How we know it’s working

By implementing one or more of these approaches at their organization, Brigham and Women’s, Mayo Clinic, and St. Joseph Mercy are already seeing signs of success.

  • Brigham and Women’s Hospital: Over more than seven years of implementing the mortality review tool, Brigham and Women’s Hospital leaders have identified and addressed several system-level opportunities for improving care delivery. Sample efforts focused on improving communication between primary and ancillary teams, standardizing end-of-life discussions, and adapting EHR alerts for high-risk situations to address medication errors.
  • Mayo Clinic: Although Mayo Clinic’s weekly mortality review huddles began only recently, they are already seeing benefits. The huddle has improved relationships between medicine, surgery, nursing, CDI, and pharmacy staff. Additionally, the huddles have facilitated cross-discipline learning among these groups.

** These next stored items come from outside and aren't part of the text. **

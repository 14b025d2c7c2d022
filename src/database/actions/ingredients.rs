use sqlx::{Pool, Postgres};

use crate::{
    error::{ApiError, QueryError},
    schema::{Ingredient, Uuid},
};

/// Name search tries a prefix match first and falls back to a substring
/// match when nothing starts with the term.
pub async fn list_ingredients(
    search: Option<String>,
    pool: &Pool<Postgres>,
) -> Result<Vec<Ingredient>, ApiError> {
    let search = match search {
        Some(search) if !search.is_empty() => search,
        _ => {
            let rows: Vec<Ingredient> = sqlx::query_as("SELECT * FROM ingredients ORDER BY id")
                .fetch_all(pool)
                .await
                .map_err(|e| QueryError::from(e).into())?;
            return Ok(rows);
        }
    };

    let rows: Vec<Ingredient> =
        sqlx::query_as("SELECT * FROM ingredients WHERE name ILIKE $1 ORDER BY id")
            .bind(format!("{search}%"))
            .fetch_all(pool)
            .await
            .map_err(|e| QueryError::from(e).into())?;

    if !rows.is_empty() {
        return Ok(rows);
    }

    let rows: Vec<Ingredient> =
        sqlx::query_as("SELECT * FROM ingredients WHERE name ILIKE $1 ORDER BY id")
            .bind(format!("%{search}%"))
            .fetch_all(pool)
            .await
            .map_err(|e| QueryError::from(e).into())?;

    Ok(rows)
}

pub async fn get_ingredient(id: Uuid, pool: &Pool<Postgres>) -> Result<Option<Ingredient>, ApiError> {
    let row: Option<Ingredient> = sqlx::query_as("SELECT * FROM ingredients WHERE id = $1")
        .bind(id)
        .fetch_optional(&*pool)
        .await
        .map_err(|e| QueryError::from(e).into())?;

    Ok(row)
}

pub async fn find_ingredient(
    name: &str,
    measurement_unit: &str,
    pool: &Pool<Postgres>,
) -> Result<Option<Uuid>, ApiError> {
    let row: Option<(i32,)> = sqlx::query_as(
        "SELECT id FROM ingredients WHERE LOWER(name) = LOWER($1) AND measurement_unit = $2",
    )
    .bind(name)
    .bind(measurement_unit)
    .fetch_optional(&*pool)
    .await
    .map_err(|e| QueryError::from(e).into())?;

    Ok(row.map(|r| r.0))
}

pub async fn create_ingredient(
    name: &str,
    measurement_unit: &str,
    pool: &Pool<Postgres>,
) -> Result<Uuid, ApiError> {
    let id: Option<(i32,)> = sqlx::query_as(
        "
        INSERT INTO ingredients (name, measurement_unit)
        VALUES ($1, $2)
        ON CONFLICT DO NOTHING RETURNING id;
    ",
    )
    .bind(name)
    .bind(measurement_unit)
    .fetch_optional(pool)
    .await
    .map_err(|e| QueryError::from(e).into())?;

    match id {
        Some(id) => Ok(id.0),
        None => Err(ApiError::Conflict(String::from(
            "An ingredient with this name and unit already exists",
        ))),
    }
}

pub async fn update_ingredient(
    id: Uuid,
    name: &str,
    measurement_unit: &str,
    pool: &Pool<Postgres>,
) -> Result<(), ApiError> {
    let result = sqlx::query("UPDATE ingredients SET name = $1, measurement_unit = $2 WHERE id = $3")
        .bind(name)
        .bind(measurement_unit)
        .bind(id)
        .execute(&*pool)
        .await
        .map_err(|e| QueryError::from(e).into())?;

    if result.rows_affected() <= 0 {
        return Err(ApiError::NotFound(String::from(
            "No ingredient exists with specified id",
        )));
    }

    Ok(())
}

pub async fn delete_ingredient(id: Uuid, pool: &Pool<Postgres>) -> Result<(), ApiError> {
    let result = sqlx::query("DELETE FROM ingredients WHERE id = $1")
        .bind(id)
        .execute(&*pool)
        .await
        .map_err(|e| QueryError::from(e).into())?;

    if result.rows_affected() <= 0 {
        return Err(ApiError::NotFound(String::from(
            "No ingredient exists with specified id",
        )));
    }

    Ok(())
}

  • St. Joseph Mercy: Since implementing the mortality risk score at their Ann Arbor location, St. Joseph Mercy has seen a 14% reduction in 30-day mortality, 21% reduction in unplanned transfers to the ICU within the first 24 hours of admission, 12% reduction in 30-day readmissions for patients discharged to skilled nursing facilities, 6.6% reduction in readmissions for all patients (regardless of location), and 34% relative improvement in communication about medications for patients at highest and high risk of mortality.